- _Assigned task_
If a line of the records holds the word "false", copy it out.

- _Source records_
=== Section Start ===

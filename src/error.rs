//! Unified error types for the range-perception core.
//!
//! The filtering pipeline itself never fails: missing readings are held over,
//! misconfiguration is clamped and outliers are absorbed. Errors only exist
//! at the edges, where a range-source adapter reports why a poll produced no
//! reading, or where a configuration blob cannot be parsed. All variants are
//! `Copy` so they can be logged and dropped without allocation.

use core::fmt;

// ---------------------------------------------------------------------------
// Top-level error
// ---------------------------------------------------------------------------

/// Every fallible operation in the crate funnels into this type.
#[derive(Debug, Clone, Copy, PartialEq, Eq)]
pub enum Error {
    /// The range source could not produce a reading.
    Sensor(SensorError),
    /// Configuration could not be loaded.
    Config(&'static str),
}

impl fmt::Display for Error {
    fn fmt(&self, f: &mut fmt::Formatter<'_>) -> fmt::Result {
        match self {
            Self::Sensor(e) => write!(f, "sensor: {e}"),
            Self::Config(msg) => write!(f, "config: {msg}"),
        }
    }
}

// ---------------------------------------------------------------------------
// Sensor errors
// ---------------------------------------------------------------------------

/// Reasons a range source returns no reading for a poll.
///
/// The engine treats every variant as "no valid reading this cycle"; the
/// distinction is for the adapter's own fault accounting and for logs.
#[derive(Debug, Clone, Copy, PartialEq, Eq)]
pub enum SensorError {
    /// Pulse sent, no echo came back inside the listening window.
    NoEcho,
    /// The measurement did not complete in time.
    Timeout,
    /// Reading is outside the physically plausible range.
    OutOfRange,
    /// Bus or register access to the sensor failed.
    BusFault,
}

impl fmt::Display for SensorError {
    fn fmt(&self, f: &mut fmt::Formatter<'_>) -> fmt::Result {
        match self {
            Self::NoEcho => write!(f, "no echo"),
            Self::Timeout => write!(f, "measurement timeout"),
            Self::OutOfRange => write!(f, "reading out of range"),
            Self::BusFault => write!(f, "bus fault"),
        }
    }
}

impl From<SensorError> for Error {
    fn from(e: SensorError) -> Self {
        Self::Sensor(e)
    }
}

// ---------------------------------------------------------------------------
// Convenience Result alias
// ---------------------------------------------------------------------------

/// Crate-wide `Result` alias.
pub type Result<T> = core::result::Result<T, Error>;
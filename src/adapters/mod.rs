//! Adapters: concrete implementations of the port traits.
//!
//! | Adapter     | Implements  | Connects to                          |
//! |-------------|-------------|--------------------------------------|
//! | `log_sink`  | EventSink   | `log` facade (serial console)        |
//! | `time`      | ClockPort   | Host monotonic clock                 |
//!
//! Hardware range drivers live with the board support code and implement
//! [`RangePort`](crate::app::ports::RangePort) directly.

pub mod log_sink;
pub mod time;
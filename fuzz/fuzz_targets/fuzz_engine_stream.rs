//! Fuzz target: `RangeEngine::update` over arbitrary reading streams
//!
//! The first byte picks the window size, the second the trigger mode; the
//! rest is consumed as little-endian `u16` distances.
//!
//! Invariants checked:
//! - No panics under any byte sequence
//! - Event count never decreases
//! - Filtered distance never exceeds the sensor maximum
//! - Window occupancy never exceeds the window size
//!
//! cargo fuzz run fuzz_engine_stream

#![no_main]

use libfuzzer_sys::fuzz_target;
use stepaware_range::{PerceptionConfig, RangeEngine, TriggerMode};

fuzz_target!(|data: &[u8]| {
    if data.len() < 2 {
        return;
    }
    let (header, body) = data.split_at(2);

    let mut engine = RangeEngine::new(PerceptionConfig {
        sample_window_size: header[0],
        direction_trigger_mode: TriggerMode::from_raw(header[1]),
        ..PerceptionConfig::default()
    });

    let mut now = 0u32;
    let mut count = 0;
    for chunk in body.chunks_exact(2) {
        let raw = u32::from(u16::from_le_bytes([chunk[0], chunk[1]]));
        now = now.wrapping_add(60);
        let out = engine.update(raw, now);

        assert!(engine.event_count() >= count);
        count = engine.event_count();
        assert!(out.filtered_mm <= engine.config().max_distance_mm);
        assert!(engine.window().len() <= engine.window().size());
    }
});
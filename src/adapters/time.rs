//! Host time adapter.
//!
//! Provides the monotonic millisecond clock the perception service paces
//! itself with. On the device the board support code supplies a
//! [`ClockPort`] backed by the high-resolution system timer; on the host
//! this wraps `std::time::Instant` for simulation and replay.

use std::time::Instant;

use crate::app::ports::ClockPort;

/// Milliseconds since construction, truncated to `u32` (wraps after ~49 days).
pub struct MonotonicClock {
    start: Instant,
}

impl Default for MonotonicClock {
    fn default() -> Self {
        Self::new()
    }
}

impl MonotonicClock {
    pub fn new() -> Self {
        Self {
            start: Instant::now(),
        }
    }
}

impl ClockPort for MonotonicClock {
    fn now_ms(&self) -> u32 {
        self.start.elapsed().as_millis() as u32
    }
}
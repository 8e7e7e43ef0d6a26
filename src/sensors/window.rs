//! Sample window filter.
//!
//! Fixed-capacity ring buffer of raw distance readings with a median
//! estimate. The backing array is always [`MAX_SAMPLE_WINDOW_SIZE`] long;
//! only the first `size` slots are in use.
//!
//! Invalid readings (0 or above the hardware maximum) are never stored as-is.
//! The last median is re-ingested instead, so a dropout holds the estimate
//! rather than dragging it towards the sensor's maximum range.

use crate::config::{MAX_SAMPLE_WINDOW_SIZE, clamp_window_size};

pub struct SampleWindow {
    ring: [u32; MAX_SAMPLE_WINDOW_SIZE],
    size: usize,
    head: usize,
    count: usize,
    filled: bool,
}

impl SampleWindow {
    pub fn new(size: u8) -> Self {
        Self {
            ring: [0; MAX_SAMPLE_WINDOW_SIZE],
            size: clamp_window_size(size) as usize,
            head: 0,
            count: 0,
            filled: false,
        }
    }

    pub fn size(&self) -> usize {
        self.size
    }

    pub fn len(&self) -> usize {
        self.count
    }

    pub fn is_empty(&self) -> bool {
        self.count == 0
    }

    /// True once the window has seen `size` samples since the last reset.
    pub fn is_filled(&self) -> bool {
        self.filled
    }

    /// Currently occupied slots, in storage order.
    pub fn samples(&self) -> &[u32] {
        &self.ring[..self.count]
    }

    /// Resize the window. A change discards every stored sample.
    /// Returns `true` if the size actually changed.
    pub fn resize(&mut self, size: u8) -> bool {
        let size = clamp_window_size(size) as usize;
        if size == self.size {
            return false;
        }
        self.size = size;
        self.clear();
        true
    }

    pub fn clear(&mut self) {
        self.ring = [0; MAX_SAMPLE_WINDOW_SIZE];
        self.head = 0;
        self.count = 0;
        self.filled = false;
    }

    /// Append a sample, overwriting the oldest once full.
    pub fn ingest(&mut self, distance_mm: u32) {
        self.ring[self.head] = distance_mm;
        self.head = (self.head + 1) % self.size;
        if self.count < self.size {
            self.count += 1;
        }
        if self.count >= self.size {
            self.filled = true;
        }
    }

    /// Fold a raw reading into the window, substituting invalid ones.
    ///
    /// Returns `true` when the raw value was ingested unchanged.
    pub fn ingest_reading(&mut self, raw: u32, max_distance_mm: u32) -> bool {
        if raw != 0 && raw <= max_distance_mm {
            self.ingest(raw);
            return true;
        }
        match self.median() {
            0 => self.ingest(max_distance_mm),
            held => self.ingest(held),
        }
        false
    }

    /// Fill the whole window with `distance_mm` and mark it filled.
    pub fn reset_with_value(&mut self, distance_mm: u32) {
        self.ring[..self.size].fill(distance_mm);
        self.head = 0;
        self.count = self.size;
        self.filled = true;
    }

    /// Median of the occupied slots; mean of the two middle values for an
    /// even count; 0 when empty.
    pub fn median(&self) -> u32 {
        if self.count == 0 {
            return 0;
        }
        let mut sorted = [0u32; MAX_SAMPLE_WINDOW_SIZE];
        sorted[..self.count].copy_from_slice(self.samples());
        let sorted = &mut sorted[..self.count];
        insertion_sort(sorted);

        let mid = self.count / 2;
        if self.count % 2 == 1 {
            sorted[mid]
        } else {
            ((u64::from(sorted[mid - 1]) + u64::from(sorted[mid])) / 2) as u32
        }
    }

    /// Max minus min of the occupied slots (0 when empty).
    pub fn spread(&self) -> u32 {
        let samples = self.samples();
        match (samples.iter().min(), samples.iter().max()) {
            (Some(lo), Some(hi)) => hi - lo,
            _ => 0,
        }
    }
}

/// In-place insertion sort. Windows hold at most a couple of dozen values.
pub(crate) fn insertion_sort<T: Copy + PartialOrd>(values: &mut [T]) {
    for i in 1..values.len() {
        let key = values[i];
        let mut j = i;
        while j > 0 && values[j - 1] > key {
            values[j] = values[j - 1];
            j -= 1;
        }
        values[j] = key;
    }
}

=== Section End ===

- _Result_
            filled: false,
            return false;
        self.filled = false;
        false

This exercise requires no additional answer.